Après nous avoir montré la communion de l’homme avec son environnement dans les magnifiques scènes de chasse, on assiste à un massacre gratuit et pour la forme de diverses bêtes par un groupe de chasseurs. Alors que l’aborigène se fondait dans la nature et ne troublait pas le cours naturel de la vie (tuer pour se nourrir), l’envers de cette séquence montre des hommes tuant pour le plaisir et laissant les carcasses aux vautours. Roeg, par un jeu sur la vitesse de l’image et un montage saccadé, montre l’aspect intrusif et nocif de leur acte en brisant la tonalité contemplative en cours jusque-là. L’autre point constitue la romance avortée entre Jennifer Agutter et l’aborigène, où l’ambiguïté est de mise entre un vrai rejet et une incompréhension puisqu’une danse rituelle d’amour sera perçue comme une menace.
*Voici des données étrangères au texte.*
//! Per-slave arbitration.
//!
//! Every slave port arbitrates independently; there is no global bus owner.
//! It provides:
//! 1. **Grant Register:** The winning master is registered and keeps the
//!    grant until its transfer drains, so a burst is never interleaved.
//! 2. **Keep Bit:** A sticky flag raised while the granted transfer still has
//!    beats outstanding, visible to benches and the stats collector.
//! 3. **Policies:** A pure request-set to grant function, selectable per
//!    fabric; priority is fixed by master index by default.

use serde::{Deserialize, Serialize};

use crate::common::ids::MasterId;

/// Grant selection rule applied when a slave has no registered owner.
///
/// Policies are pure: the same request set and history always pick the same
/// winner.
#[derive(Clone, Copy, Debug, Default, PartialEq, Eq, Serialize, Deserialize)]
pub enum ArbitrationPolicy {
    /// Lowest master index wins. Simple and deterministic; a low-index master
    /// issuing back-to-back bursts can starve higher indices.
    #[default]
    #[serde(alias = "fixed-priority", alias = "fixed_priority")]
    FixedPriority,
    /// Scan starts after the previously granted index, wrapping once.
    #[serde(alias = "round-robin", alias = "round_robin")]
    RoundRobin,
}

impl ArbitrationPolicy {
    /// Picks a winner from this cycle's requesters.
    ///
    /// `requesters` must be sorted by ascending master index; `last` is the
    /// most recently granted master, if any.
    fn select(self, requesters: &[MasterId], last: Option<MasterId>) -> Option<MasterId> {
        match self {
            Self::FixedPriority => requesters.first().copied(),
            Self::RoundRobin => {
                let threshold = last.map_or(0, |m| m.index() + 1);
                requesters
                    .iter()
                    .find(|m| m.index() >= threshold)
                    .or_else(|| requesters.first())
                    .copied()
            }
        }
    }
}

/// Arbitration state of one slave port.
#[derive(Clone, Debug)]
pub struct SlaveArbiter {
    policy: ArbitrationPolicy,
    owner: Option<MasterId>,
    keep: bool,
    last_granted: Option<MasterId>,
}

impl SlaveArbiter {
    /// Creates an idle arbiter with the given policy.
    pub fn new(policy: ArbitrationPolicy) -> Self {
        Self {
            policy,
            owner: None,
            keep: false,
            last_granted: None,
        }
    }

    /// Grants the slave to one of this cycle's requesters.
    ///
    /// A registered owner keeps the grant unconditionally until released,
    /// regardless of who else requests. Otherwise the policy selects among
    /// `requesters` (sorted by ascending index) and the winner is registered.
    pub fn arbitrate(&mut self, requesters: &[MasterId]) -> Option<MasterId> {
        if self.owner.is_some() {
            return self.owner;
        }
        let winner = self.policy.select(requesters, self.last_granted);
        if let Some(master) = winner {
            self.owner = Some(master);
            self.last_granted = Some(master);
        }
        winner
    }

    /// Raises or clears the sticky keep bit for the current owner.
    pub fn set_keep(&mut self, keep: bool) {
        self.keep = keep;
    }

    /// Drops the registered owner once its transfer has drained.
    pub fn release(&mut self) {
        self.owner = None;
        self.keep = false;
    }

    /// Returns the registered owner, if any.
    #[inline]
    pub fn owner(&self) -> Option<MasterId> {
        self.owner
    }

    /// Returns whether the owner still has beats outstanding.
    #[inline]
    pub fn is_kept(&self) -> bool {
        self.keep
    }

    /// Clears all grant state, including the rotation history.
    pub fn reset(&mut self) {
        self.owner = None;
        self.keep = false;
        self.last_granted = None;
    }
}
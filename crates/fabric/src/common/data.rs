//! Wire-level transfer encodings.
//!
//! This module defines the value types that travel on the fabric's ports. It provides:
//! 1. **Transfer Phase:** The per-cycle phase indicator driven by each master.
//! 2. **Burst Kind:** Fixed-length, wrapping, and open-ended burst encodings.
//! 3. **Beat Size:** Power-of-two transfer widths from one byte to 128 bytes.
//! 4. **Response:** The okay/error response driven back to each master.
//!
//! Encodings are bit-exact with the bus protocol so port values can be compared
//! against waveform dumps.

use std::fmt;

/// Transfer phase presented on a master port each cycle.
#[derive(Clone, Copy, Debug, PartialEq, Eq, Default)]
pub enum TransType {
    /// No transfer this cycle.
    #[default]
    Idle,
    /// Burst continuation with the master inserting a wait cycle.
    ///
    /// The fabric holds the burst but accepts no beat while this is driven.
    Busy,
    /// First beat of a burst (or a stand-alone transfer).
    NonSeq,
    /// Subsequent beat of a burst.
    Seq,
}

impl TransType {
    /// Returns the two-bit wire encoding of this phase.
    #[inline(always)]
    pub const fn encoding(self) -> u8 {
        match self {
            Self::Idle => 0,
            Self::Busy => 1,
            Self::NonSeq => 2,
            Self::Seq => 3,
        }
    }

    /// Decodes a two-bit wire value into a transfer phase.
    pub const fn from_encoding(value: u8) -> Option<Self> {
        match value {
            0 => Some(Self::Idle),
            1 => Some(Self::Busy),
            2 => Some(Self::NonSeq),
            3 => Some(Self::Seq),
            _ => None,
        }
    }

    /// Returns whether this phase requests a beat from a slave.
    #[inline(always)]
    pub const fn is_active(self) -> bool {
        matches!(self, Self::NonSeq | Self::Seq)
    }
}

impl fmt::Display for TransType {
    fn fmt(&self, f: &mut fmt::Formatter<'_>) -> fmt::Result {
        let name = match self {
            Self::Idle => "IDLE",
            Self::Busy => "BUSY",
            Self::NonSeq => "NONSEQ",
            Self::Seq => "SEQ",
        };
        write!(f, "{name}")
    }
}

/// Response driven back to a master for each data phase.
#[derive(Clone, Copy, Debug, PartialEq, Eq, Default)]
pub enum HResp {
    /// The transfer completed (or is completing) normally.
    #[default]
    Okay,
    /// The transfer failed; driven for the two-cycle error response window.
    Error,
}

impl HResp {
    /// Returns the one-bit wire encoding of this response.
    #[inline(always)]
    pub const fn encoding(self) -> u8 {
        match self {
            Self::Okay => 0,
            Self::Error => 1,
        }
    }

    /// Returns whether this is the error response.
    #[inline(always)]
    pub const fn is_error(self) -> bool {
        matches!(self, Self::Error)
    }
}

/// Width of a single burst beat.
///
/// The wire encoding is the base-two logarithm of the byte count, so a
/// `Word` beat (4 bytes) encodes as 2. Encodings above the configured data
/// path width exist on the wire but are rejected per transfer.
#[derive(Clone, Copy, Debug, PartialEq, Eq, PartialOrd, Ord, Default)]
pub enum BeatSize {
    /// 8-bit beat.
    #[default]
    Byte,
    /// 16-bit beat.
    Halfword,
    /// 32-bit beat.
    Word,
    /// 64-bit beat.
    Doubleword,
    /// 128-bit beat (4-word line).
    Line4,
    /// 256-bit beat (8-word line).
    Line8,
    /// 512-bit beat.
    Line16,
    /// 1024-bit beat.
    Line32,
}

impl BeatSize {
    /// Returns the three-bit wire encoding (log2 of the byte count).
    #[inline(always)]
    pub const fn encoding(self) -> u8 {
        match self {
            Self::Byte => 0,
            Self::Halfword => 1,
            Self::Word => 2,
            Self::Doubleword => 3,
            Self::Line4 => 4,
            Self::Line8 => 5,
            Self::Line16 => 6,
            Self::Line32 => 7,
        }
    }

    /// Decodes a three-bit wire value into a beat size.
    pub const fn from_encoding(value: u8) -> Option<Self> {
        match value {
            0 => Some(Self::Byte),
            1 => Some(Self::Halfword),
            2 => Some(Self::Word),
            3 => Some(Self::Doubleword),
            4 => Some(Self::Line4),
            5 => Some(Self::Line8),
            6 => Some(Self::Line16),
            7 => Some(Self::Line32),
            _ => None,
        }
    }

    /// Returns the beat width in bytes (1 to 128).
    #[inline(always)]
    pub const fn bytes(self) -> u32 {
        1 << self.encoding()
    }

    /// Returns the beat width in bits (8 to 1024).
    #[inline(always)]
    pub const fn bits(self) -> u32 {
        8 << self.encoding()
    }

    /// Returns the data mask covering this beat's bytes in lane position zero.
    ///
    /// Beats wider than 64 bits saturate to a full mask; such beats are only
    /// reachable on data paths this model rejects per transfer.
    #[inline(always)]
    pub const fn lane_mask(self) -> u64 {
        let bits = self.bits();
        if bits >= 64 {
            u64::MAX
        } else {
            (1u64 << bits) - 1
        }
    }
}

impl fmt::Display for BeatSize {
    fn fmt(&self, f: &mut fmt::Formatter<'_>) -> fmt::Result {
        write!(f, "{}-byte", self.bytes())
    }
}

/// Burst kind presented alongside the first beat of a transfer.
#[derive(Clone, Copy, Debug, PartialEq, Eq, Default)]
pub enum BurstKind {
    /// Stand-alone single beat.
    #[default]
    Single,
    /// Open-ended incrementing burst; the length is declared by the issuer.
    Incr,
    /// 4-beat burst wrapping inside its aligned window.
    Wrap4,
    /// 4-beat incrementing burst.
    Incr4,
    /// 8-beat burst wrapping inside its aligned window.
    Wrap8,
    /// 8-beat incrementing burst.
    Incr8,
    /// 16-beat burst wrapping inside its aligned window.
    Wrap16,
    /// 16-beat incrementing burst.
    Incr16,
}

impl BurstKind {
    /// Returns the three-bit wire encoding of this burst kind.
    #[inline(always)]
    pub const fn encoding(self) -> u8 {
        match self {
            Self::Single => 0,
            Self::Incr => 1,
            Self::Wrap4 => 2,
            Self::Incr4 => 3,
            Self::Wrap8 => 4,
            Self::Incr8 => 5,
            Self::Wrap16 => 6,
            Self::Incr16 => 7,
        }
    }

    /// Decodes a three-bit wire value into a burst kind.
    pub const fn from_encoding(value: u8) -> Option<Self> {
        match value {
            0 => Some(Self::Single),
            1 => Some(Self::Incr),
            2 => Some(Self::Wrap4),
            3 => Some(Self::Incr4),
            4 => Some(Self::Wrap8),
            5 => Some(Self::Incr8),
            6 => Some(Self::Wrap16),
            7 => Some(Self::Incr16),
            _ => None,
        }
    }

    /// Returns the beat count for fixed-length kinds, `None` for `Incr`.
    pub const fn beats(self) -> Option<u32> {
        match self {
            Self::Single => Some(1),
            Self::Incr => None,
            Self::Wrap4 | Self::Incr4 => Some(4),
            Self::Wrap8 | Self::Incr8 => Some(8),
            Self::Wrap16 | Self::Incr16 => Some(16),
        }
    }

    /// Returns log2 of the beat count for 4/8/16-beat kinds.
    pub(crate) const fn len_log2(self) -> Option<u32> {
        match self {
            Self::Wrap4 | Self::Incr4 => Some(2),
            Self::Wrap8 | Self::Incr8 => Some(3),
            Self::Wrap16 | Self::Incr16 => Some(4),
            Self::Single | Self::Incr => None,
        }
    }

    /// Returns whether beat addresses wrap inside the aligned burst window.
    #[inline(always)]
    pub const fn is_wrapping(self) -> bool {
        matches!(self, Self::Wrap4 | Self::Wrap8 | Self::Wrap16)
    }
}

impl fmt::Display for BurstKind {
    fn fmt(&self, f: &mut fmt::Formatter<'_>) -> fmt::Result {
        let name = match self {
            Self::Single => "SINGLE",
            Self::Incr => "INCR",
            Self::Wrap4 => "WRAP4",
            Self::Incr4 => "INCR4",
            Self::Wrap8 => "WRAP8",
            Self::Incr8 => "INCR8",
            Self::Wrap16 => "WRAP16",
            Self::Incr16 => "INCR16",
        };
        write!(f, "{}", name)
    }
}
//! Memory-backed slave model.
//!
//! [`AhbMemory`] is the workhorse responder for benches: a byte array behind
//! a pipelined slave port. It provides:
//! 1. **Split-Phase Timing:** An address phase latches one tick and its data
//!    phase completes on a later tick, stretched by a configurable number of
//!    wait states.
//! 2. **Byte-Lane Commit:** Writes extract the addressed lanes from the bus
//!    word and reads place them back, little-endian, exactly as a bus-width
//!    data path carries narrow beats.
//! 3. **Bench Access:** Contents can be preloaded and inspected directly,
//!    bypassing the port.

use crate::common::addr::{is_aligned, lane_shift};
use crate::common::data::BeatSize;
use crate::common::error::ConfigError;
use crate::fabric::signals::{SlaveRequest, SlaveReply};
use crate::fabric::slave::SlaveModel;

/// Fill pattern for fresh memory, one bus word at a time.
const FILL_WORD: u32 = 0xDEAD_BEEF;

/// Latched address phase awaiting its data phase.
#[derive(Clone, Copy, Debug)]
struct DataPhase {
    addr: u32,
    write: bool,
    size: BeatSize,
}

/// Byte-addressed memory behind a pipelined slave port.
///
/// The model times its own data phases: it is the ready source for its
/// layer, so it stalls by holding ready-out low rather than sampling the
/// forwarded bus ready. Addresses wrap at the memory size, mirroring how a
/// decoded range aliases onto a smaller backing array.
#[derive(Clone, Debug)]
pub struct AhbMemory {
    name: String,
    width_bits: u32,
    addr_mask: u32,
    ready_delay: u32,
    data: Vec<u8>,
    phase: Option<DataPhase>,
    stall: u32,
}

impl AhbMemory {
    /// Creates a memory filled with the default pattern.
    ///
    /// # Arguments
    ///
    /// * `name` - Model name, used in logs.
    /// * `size` - Backing array length in bytes; a power of two.
    /// * `width_bits` - Data path width; must match the fabric's.
    /// * `ready_delay` - Wait states inserted into every data phase.
    ///
    /// # Errors
    ///
    /// Fails with [`ConfigError::InvalidDataWidth`] or a range-size error
    /// when the size is zero or not a power of two.
    pub fn new(
        name: &str,
        size: u32,
        width_bits: u32,
        ready_delay: u32,
    ) -> Result<Self, ConfigError> {
        if !matches!(width_bits, 8 | 16 | 32 | 64) {
            return Err(ConfigError::InvalidDataWidth { bits: width_bits });
        }
        if size == 0 {
            return Err(ConfigError::ZeroSizeRange {
                slave: name.to_owned(),
            });
        }
        if !size.is_power_of_two() {
            return Err(ConfigError::InvalidRangeSize {
                slave: name.to_owned(),
                size,
            });
        }
        let fill = FILL_WORD.to_le_bytes();
        Ok(Self {
            name: name.to_owned(),
            width_bits,
            addr_mask: size - 1,
            ready_delay,
            data: (0..size).map(|i| fill[(i % 4) as usize]).collect(),
            phase: None,
            stall: 0,
        })
    }

    /// Returns the backing bytes.
    pub fn data(&self) -> &[u8] {
        &self.data
    }

    /// Overwrites contents starting at `addr`, wrapping at the memory size.
    pub fn set_data(&mut self, addr: u32, bytes: &[u8]) {
        for (i, byte) in bytes.iter().enumerate() {
            let at = (addr as usize + i) & self.addr_mask as usize;
            self.data[at] = *byte;
        }
    }

    fn commit_write(&mut self, phase: DataPhase, hwdata: u64) {
        let shift = lane_shift(phase.addr, self.width_bits);
        let value = (hwdata >> shift) & phase.size.lane_mask();
        let base = phase.addr as usize;
        for i in 0..phase.size.bytes() as usize {
            let at = (base + i) & self.addr_mask as usize;
            self.data[at] = (value >> (8 * i)) as u8;
        }
    }

    fn fetch_read(&self, phase: DataPhase) -> u64 {
        let base = phase.addr as usize;
        let mut value: u64 = 0;
        for i in 0..phase.size.bytes() as usize {
            let at = (base + i) & self.addr_mask as usize;
            value |= u64::from(self.data[at]) << (8 * i);
        }
        value << lane_shift(phase.addr, self.width_bits)
    }
}

impl SlaveModel for AhbMemory {
    fn name(&self) -> &str {
        &self.name
    }

    fn tick(&mut self, req: &SlaveRequest) -> SlaveReply {
        let mut reply = SlaveReply::default();

        if let Some(phase) = self.phase {
            if self.stall > 0 {
                self.stall -= 1;
                reply.hreadyout = false;
                return reply;
            }
            debug_assert!(
                is_aligned(phase.addr, phase.size.bytes()),
                "data phase address must be beat-aligned"
            );
            if phase.write {
                self.commit_write(phase, req.hwdata);
            } else {
                reply.hrdata = self.fetch_read(phase);
            }
            self.phase = None;
        }

        if req.hsel && req.htrans.is_active() {
            self.phase = Some(DataPhase {
                addr: req.haddr & self.addr_mask,
                write: req.hwrite,
                size: req.hsize,
            });
            self.stall = self.ready_delay;
        }
        reply
    }

    fn reset(&mut self) {
        self.phase = None;
        self.stall = 0;
    }

    fn as_any_mut(&mut self) -> Option<&mut dyn std::any::Any> {
        Some(self)
    }
}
La conclusion fait écho à l’ouverture et notre héroïne revenue à une urbanité plus conforme semble exprimer le regret de cette aventure et du sentiment de liberté d’alors, son regard se fondant dans le souvenir d’une après-midi de baignade. Le poème « A Shropshire Lad » d’Alfred Edward Housman accompagnant les dernières images en voix off renforce l’émotion des images en surlignant merveilleusement leur mélancolie.
« Into my heart an air that kills From yon far country blows : What are those blue remembered hills, What spires, what farms are those ? That is the land of lost content, I see it shining plain, The happy highways where I went And cannot come again. »
Un des joyaux du cinéma anglais, ce qu’on appelle un chef-d’œuvre.